今回もそういった連中からの脅迫文であろうと処理をさせる。
しかし、通常、こういう脅迫文の場合は差出人の名など書かないものである。
その辺りの学もないどこぞの馬鹿な貧民の仕業か、もしくは単なる偽名だろうとベスティロは全く気にも止めなかった。
手紙を送ったのは当然マイナたちである。
内容を簡素にしたのは、情報源であるジェラートを特定されないよう気配りしてのことと、今回の目的はノックスの名を使用人たちに知らせる事であるためだ。
マイナたちも当然、このような手紙を送る際には差出人の名など書く訳が無い事など重々承知している。
だが、脅迫文の内容を簡素にし、敢えて名を書くことによって、まずはそこから差出人を探そうとはするはずだと踏んでいた。
マイナたちはすでにベスティロ枢機卿の邸宅内へと忍び込んでいた。
侵入に際してはヨハンナの固有魔法『透明化』を使用した。
この魔法は自身と、自身が触れている者を透明化させることができる魔法である。
目視出来ないのは当然ながら、感知スキルにも引っかからない魔法であるが、唯一のデメリットは、透明化中はあらゆる魔法の耐性が無くなることである。
ヨハンナの透明化で、マイナとキリトも潜入していた。
ヨハンナは引き続き透明化によって内部調査を行い、キリトは固有魔法『変身』により、ネズミに化けて調査する。

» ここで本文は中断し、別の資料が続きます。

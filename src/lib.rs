// TodoStore - Task list with filtering, statistics and blob-store persistence

pub mod blob;
pub mod config;
pub mod display;
pub mod filter;
pub mod models;
pub mod stats;
pub mod store;

// Re-export main types for convenience
pub use blob::{BlobStore, FileBlobStore, MemoryBlobStore, SqliteBlobStore};
pub use config::{Backend, Config};
pub use filter::{CompletionFilter, Selector, SortKey, SortOrder, ViewState, derive};
pub use models::{Category, Priority, Status, Task, TaskOptions, TaskPatch, now_ms};
pub use stats::Stats;
pub use store::{DEFAULT_KEY, State, Store};
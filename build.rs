use std::process::Command;

fn main() {
    let describe = Command::new("git")
        .args(["describe", "--tags", "--always", "--dirty"])
        .output()
        .ok()
        .filter(|o| o.status.success())
        .map(|o| String::from_utf8_lossy(&o.stdout).trim().to_string())
        .filter(|s| !s.is_empty())
        .unwrap_or_else(|| env!("CARGO_PKG_VERSION").into());

    println!("cargo:rustc-env=GIT_DESCRIBE={describe}");
    println!("cargo:rerun-if-changed=.git/HEAD");
}
// Human-facing rendering helpers for the CLI

use crate::models::{Category, Priority, Task};
use chrono::{DateTime, NaiveDate};
use colored::{ColoredString, Colorize};

const DAY_MS: i64 = 24 * 60 * 60 * 1000;

/// Describe a due date relative to `now`
///
/// Whole-day difference, floored: "Today", "Tomorrow", "Yesterday",
/// "In N days" / "N days ago" within a week, otherwise the calendar date.
pub fn format_due(due_ms: i64, now_ms: i64) -> String {
    let days = due_ms.saturating_sub(now_ms).div_euclid(DAY_MS);
    match days {
        0 => "Today".to_string(),
        1 => "Tomorrow".to_string(),
        -1 => "Yesterday".to_string(),
        2..=7 => format!("In {} days", days),
        -7..=-2 => format!("{} days ago", -days),
        _ => format_date(due_ms),
    }
}

/// Calendar date (UTC) for a millisecond timestamp
pub fn format_date(ms: i64) -> String {
    DateTime::from_timestamp_millis(ms)
        .map(|dt| dt.format("%Y-%m-%d").to_string())
        .unwrap_or_else(|| ms.to_string())
}

/// Parse `YYYY-MM-DD` as midnight UTC, in milliseconds
pub fn parse_date(input: &str) -> Result<i64, String> {
    let date = NaiveDate::parse_from_str(input.trim(), "%Y-%m-%d")
        .map_err(|e| format!("Invalid date '{}': {} (expected YYYY-MM-DD)", input, e))?;
    date.and_hms_opt(0, 0, 0)
        .map(|dt| dt.and_utc().timestamp_millis())
        .ok_or_else(|| format!("Invalid date '{}'", input))
}

pub fn priority_label(priority: Priority) -> ColoredString {
    match priority {
        Priority::High => priority.as_str().red(),
        Priority::Medium => priority.as_str().yellow(),
        Priority::Low => priority.as_str().green(),
    }
}

pub fn category_label(category: Category) -> ColoredString {
    match category {
        Category::Work => category.as_str().blue(),
        Category::Personal => category.as_str().purple(),
        Category::Shopping => category.as_str().green(),
        Category::Health => category.as_str().red(),
        Category::Other => category.as_str().normal(),
    }
}

/// Short handle shown in listings (the random tail of the id)
pub fn short_id(id: &str) -> &str {
    let start = id.len().saturating_sub(8);
    id.get(start..).unwrap_or(id)
}

/// One-line summary of a task
pub fn render_task(task: &Task, now_ms: i64) -> String {
    let check = if task.completed { "[x]" } else { "[ ]" };
    let text = if task.completed {
        task.text.dimmed().strikethrough()
    } else {
        task.text.normal()
    };

    let mut line = format!(
        "{} {} {}  ({}, {}, {})",
        check,
        short_id(&task.id).bright_black(),
        text,
        priority_label(task.priority),
        category_label(task.category),
        task.status
    );

    if let Some(due) = task.due_date {
        let due_text = format!("due {}", format_due(due, now_ms));
        if task.is_overdue(now_ms) {
            line.push_str(&format!(" {}", due_text.red().bold()));
        } else {
            line.push_str(&format!(" {}", due_text));
        }
    }

    for tag in &task.tags {
        line.push_str(&format!(" #{}", tag));
    }

    line
}
impl NotifyMsg {
    /// Empty notification: activator type, state fully false, net-propagated.
    #[must_use]
    pub fn new() -> Self {
        Self {
            sender: None,
            receivers: SmallVec::new(),
            timestamp: 0.0,
            bcast_flags: bcast::NET_PROPAGATE | bcast::LOCAL_PROPAGATE,
            notify_type: NotifyType::Activator,
            state: 0.0,
            id: 0,
            events: Vec::new(),
        }
    }

    /// Notification from `sender` to a single receiver.
    #[must_use]
    pub fn from_to(sender: ObjectKey, receiver: ObjectKey) -> Self {
        let mut msg = Self::new();
        msg.sender = Some(sender);
        msg.receivers.push(receiver);
        msg
    }

    /// Add a receiver.
    pub fn add_receiver(&mut self, receiver: ObjectKey) {
        self.receivers.push(receiver);
    }

    // === Event accumulation ===

    /// Add an event record.
    ///
    /// Single-slot kinds replace any existing record of the same kind — only
    /// the latest matters. Repeatable kinds always append.
    pub fn add_event(&mut self, event: EventData) {
        let ty = event.event_type();
        if ty.is_single_slot() {
            if let Some(pos) = self.events.iter().position(|e| e.event_type() == ty) {
                self.events.remove(pos);
            }
        }
        self.events.push(event);
    }

    /// Collision record. `only_one` keeps at most one collision record in the
    /// message (the normal case for a single physical detector).
    pub fn add_collision_event(
        &mut self,
        enter: bool,
        other: Option<ObjectKey>,
        self_key: Option<ObjectKey>,
        only_one: bool,
    ) {
        let event = EventData::Collision {
            enter,
            hitter: other,
            hittee: self_key,
        };
        if only_one {
            self.add_event(event);
        } else {
            self.events.push(event);
        }
    }

    /// Pick record: `other` picked `self_key` at `hit_point`.
    pub fn add_pick_event(
        &mut self,
        other: Option<ObjectKey>,
        self_key: Option<ObjectKey>,
        enabled: bool,
        hit_point: [f32; 3],
    ) {
        self.add_event(EventData::Picked {
            picker: other,
            picked: self_key,
            enabled,
            hit_point,
        });
    }

    /// Facing record with the achieved dot product.
    pub fn add_facing_event(
        &mut self,
        other: Option<ObjectKey>,
        self_key: Option<ObjectKey>,
        dot: f32,
        enabled: bool,
    ) {
        self.add_event(EventData::Facing {
            facer: other,
            facee: self_key,
            dot,
            enabled,
        });
    }

    /// Containment record: `contained` entered or left `container`.
    pub fn add_container_event(
        &mut self,
        container: Option<ObjectKey>,
        contained: Option<ObjectKey>,
        entering: bool,
    ) {
        self.add_event(EventData::Contained {
            contained,
            container,
            entering,
        });
    }

    /// Bare yes/no activation record.
    pub fn add_activate_event(&mut self, activate: bool) {
        self.add_event(EventData::Activate {
            active: true,
            activate,
        });
    }

    /// Callback record by callback event code.
    pub fn add_callback_event(&mut self, event: i32) {
        self.add_event(EventData::Callback { event });
    }

    /// State for the receiving responder to switch to before triggering.
    pub fn add_responder_state_event(&mut self, state: i32) {
        self.add_event(EventData::ResponderState { state });
    }

    /// Multistage progress record. Repeatable.
    pub fn add_multi_stage_event(&mut self, stage: i32, event: i32, avatar: Option<ObjectKey>) {
        self.events.push(EventData::MultiStage {
            stage,
            event,
            avatar,
        });
    }

    /// Coop bookkeeping record. Repeatable.
    pub fn add_coop_event(&mut self, id: u32, serial: u16) {
        self.events.push(EventData::Coop { id, serial });
    }

    /// Spawn record. Repeatable.
    pub fn add_spawned_event(&mut self, spawner: Option<ObjectKey>, spawnee: Option<ObjectKey>) {
        self.events.push(EventData::Spawned { spawner, spawnee });
    }

    /// Control-key record.
    pub fn add_control_key_event(&mut self, key: i32, down: bool) {
        self.add_event(EventData::ControlKey {
            control_key: key,
            down,
        });
    }

    /// Float variable record. Repeatable.
    pub fn add_variable_float(&mut self, name: impl Into<String>, number: f32) {
        self.events.push(EventData::Variable {
            name: name.into(),
            value: VariableValue::Float(number),
            key: None,
        });
    }

    /// Integer variable record. Repeatable.
    pub fn add_variable_int(&mut self, name: impl Into<String>, number: i32) {
        self.events.push(EventData::Variable {
            name: name.into(),
            value: VariableValue::Int(number),
            key: None,
        });
    }

    /// Name-only variable record. Repeatable.
    pub fn add_variable_null(&mut self, name: impl Into<String>) {
        self.events.push(EventData::Variable {
            name: name.into(),
            value: VariableValue::Null,
            key: None,
        });
    }

    /// Key-valued variable record. Repeatable.
    pub fn add_variable_key(&mut self, name: impl Into<String>, key: Option<ObjectKey>) {
        self.events.push(EventData::Variable {
            name: name.into(),
            value: VariableValue::Key,
            key,
        });
    }

    /// Click-drag record: `dragger` is always the local player.
    pub fn add_click_drag_event(
        &mut self,
        dragger: Option<ObjectKey>,
        dragee: Option<ObjectKey>,
        anim_pos: f32,
    ) {
        self.add_event(EventData::ClickDrag {
            picker: dragger,
            picked: dragee,
            anim_pos,
        });
    }

    /// Linking-book offer record. Networked only, never delivered locally.
    pub fn add_offer_book_event(
        &mut self,
        offerer: Option<ObjectKey>,
        target_age: i32,
        offeree: i32,
    ) {
        self.add_event(EventData::OfferLinkingBook {
            offerer,
            target_age,
            offeree,
        });
    }

    /// In-book UI record.
    pub fn add_book_event(&mut self, event: u32, link_id: u32) {
        self.add_event(EventData::Book { event, link_id });
    }

    /// Climbing-blocker record.
    pub fn add_hit_climbing_blocker_event(&mut self, blocker: Option<ObjectKey>) {
        self.add_event(EventData::ClimbingBlockerHit { blocker });
    }

    // === Queries ===

    /// First record with the given wire tag.
    ///
    /// Tags outside the valid range return `None` immediately.
    #[must_use]
    pub fn find_event(&self, tag: i32) -> Option<&EventData> {
        if !(0..EventType::NONE).contains(&tag) {
            return None;
        }
        self.events.iter().find(|e| e.event_type().tag() == tag)
    }

    /// "Who caused this" heuristic for script consumers.
    ///
    /// Checks record kinds in fixed priority order — Collision hitter, Picked
    /// picker, Spawned spawnee, MultiStage avatar — regardless of insertion
    /// order, and returns the first key found.
    #[must_use]
    pub fn avatar_key(&self) -> Option<ObjectKey> {
        for ty in [
            EventType::Collision,
            EventType::Picked,
            EventType::Spawned,
            EventType::MultiStage,
        ] {
            for event in &self.events {
                match (ty, event) {
                    (EventType::Collision, EventData::Collision { hitter, .. }) => return *hitter,
                    (EventType::Picked, EventData::Picked { picker, .. }) => return *picker,
                    (EventType::Spawned, EventData::Spawned { spawnee, .. }) => return *spawnee,
                    (EventType::MultiStage, EventData::MultiStage { avatar, .. }) => {
                        return *avatar;
                    }
                    _ => {}
                }
            }
        }
        None
    }

    /// Drop all accumulated event records. Must run before a message object
    /// is reused, or stale records get delivered twice.
    pub fn clear_events(&mut self) {
        self.events.clear();
    }

    // === Flat format ===

    /// Write the flat form: header, then type/state/id, then the records.
    pub fn write(&self, w: &mut dyn Write, keys: &mut dyn KeyContext) -> WireResult<()> {
        self.write_header(w, keys)?;
        write_i32(w, self.notify_type.tag())?;
        write_f32(w, self.state)?;
        write_i32(w, self.id)?;
        write_u32(w, self.events.len() as u32)?;
        for event in &self.events {
            event.write(w, keys)?;
        }
        Ok(())
    }

    /// Read the flat form. A record with an unknown tag ends the event list
    /// early (short list; the stream beyond it is unrecoverable).
    pub fn read(r: &mut dyn Read, keys: &mut dyn KeyContext) -> WireResult<Self> {
        let mut msg = Self::new();
        msg.read_header(r, keys)?;
        msg.notify_type = NotifyType::from_tag(read_i32(r)?);
        msg.state = read_f32(r)?;
        msg.id = read_i32(r)?;
        let count = crate::wire::check_len("event list", read_u32(r)?)?;
        for _ in 0..count {
            match EventData::read(r, keys)? {
                Some(event) => msg.events.push(event),
                None => break,
            }
        }
        Ok(msg)
    }

    fn write_header(&self, w: &mut dyn Write, keys: &mut dyn KeyContext) -> WireResult<()> {
        keys.write_key(w, self.sender)?;
        write_u32(w, self.receivers.len() as u32)?;
        for receiver in &self.receivers {
            keys.write_key(w, Some(*receiver))?;
        }
        write_f64(w, self.timestamp)?;
        write_u32(w, self.bcast_flags)?;
        Ok(())
    }

    fn read_header(&mut self, r: &mut dyn Read, keys: &mut dyn KeyContext) -> WireResult<()> {
        self.sender = keys.read_key(r)?;
        let count = crate::wire::check_len("receiver list", read_u32(r)?)?;
        self.receivers.clear();
        for _ in 0..count {
            if let Some(receiver) = keys.read_key(r)? {
                self.receivers.push(receiver);
            }
        }
        self.timestamp = read_f64(r)?;
        self.bcast_flags = read_u32(r)?;
        Ok(())
    }

    // === Versioned format ===

    /// Write the versioned form.
    pub fn write_version(&self, w: &mut dyn Write, keys: &mut dyn KeyContext) -> WireResult<()> {
        BitVector::with_first_bits(4).write(w)?;
        self.write_header(w, keys)?;

        let mut flags = BitVector::new();
        flags.set_bit(NOTIFY_TYPE_BIT);
        flags.set_bit(NOTIFY_STATE_BIT);
        flags.set_bit(NOTIFY_ID_BIT);
        flags.set_bit(NOTIFY_EVENTS_BIT);
        flags.write(w)?;

        write_i32(w, self.notify_type.tag())?;
        write_f32(w, self.state)?;
        write_i32(w, self.id)?;
        write_u32(w, self.events.len() as u32)?;
        for event in &self.events {
            event.write_version(w, keys)?;
        }
        Ok(())
    }

    /// Read the versioned form. Fields whose content bit is clear keep their
    /// defaults.
    pub fn read_version(r: &mut dyn Read, keys: &mut dyn KeyContext) -> WireResult<Self> {
        let mut msg = Self::new();
        msg.read_header_version(r, keys)?;

        let flags = BitVector::read(r)?;
        if flags.is_bit_set(NOTIFY_TYPE_BIT) {
            msg.notify_type = NotifyType::from_tag(read_i32(r)?);
        }
        if flags.is_bit_set(NOTIFY_STATE_BIT) {
            msg.state = read_f32(r)?;
        }
        if flags.is_bit_set(NOTIFY_ID_BIT) {
            msg.id = read_i32(r)?;
        }
        if flags.is_bit_set(NOTIFY_EVENTS_BIT) {
            let count = crate::wire::check_len("event list", read_u32(r)?)?;
            for _ in 0..count {
                match EventData::read_version(r, keys)? {
                    Some(event) => msg.events.push(event),
                    None => break,
                }
            }
        }
        Ok(msg)
    }

    fn read_header_version(&mut self, r: &mut dyn Read, keys: &mut dyn KeyContext) -> WireResult<()> {
        let flags = BitVector::read(r)?;
        if flags.is_bit_set(HEADER_SENDER_BIT) {
            self.sender = keys.read_key(r)?;
        }
        if flags.is_bit_set(HEADER_RECEIVERS_BIT) {
            let count = crate::wire::check_len("receiver list", read_u32(r)?)?;
            self.receivers.clear();
            for _ in 0..count {
                if let Some(receiver) = keys.read_key(r)? {
                    self.receivers.push(receiver);
                }
            }
        }
        if flags.is_bit_set(HEADER_TIMESTAMP_BIT) {
            self.timestamp = read_f64(r)?;
        }
        if flags.is_bit_set(HEADER_BCAST_BIT) {
            self.bcast_flags = read_u32(r)?;
        }
        Ok(())
    }
}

この『変身』は他人に変身することは出来ないが、動物やモンスターに変身することができる固有魔法である。
そして、マイナは他の使用人にも『ノックス』の名を広めるべく、使用人に変装して潜入していた。
変装に際しては、マイナの固有魔法『複製』により、使用人の服を複製していた。
そうして、マイナ、ヨハンナ、キリトの3人が邸宅内に潜入していた。
使用人の間で『ノックス』の話を広めている時であった。
「……見つけた……あの子ね……」
マイナが見ていた先にいたのは、歳の頃は15、6。隷属の首輪を付けられ、顔立ちがどこかノックスの雰囲気に似ている少女である。
他の使用人の反応は皆同じような反応だったのに反し、この少女だけは明らかに動揺していたのだ。
少女はすぐさま姿勢を正し、「知りません」とだけ答えていた。
その後、その少女が1人になった所を見計らい、マイナは接近し、邸宅にある一室へと連れ込んだ。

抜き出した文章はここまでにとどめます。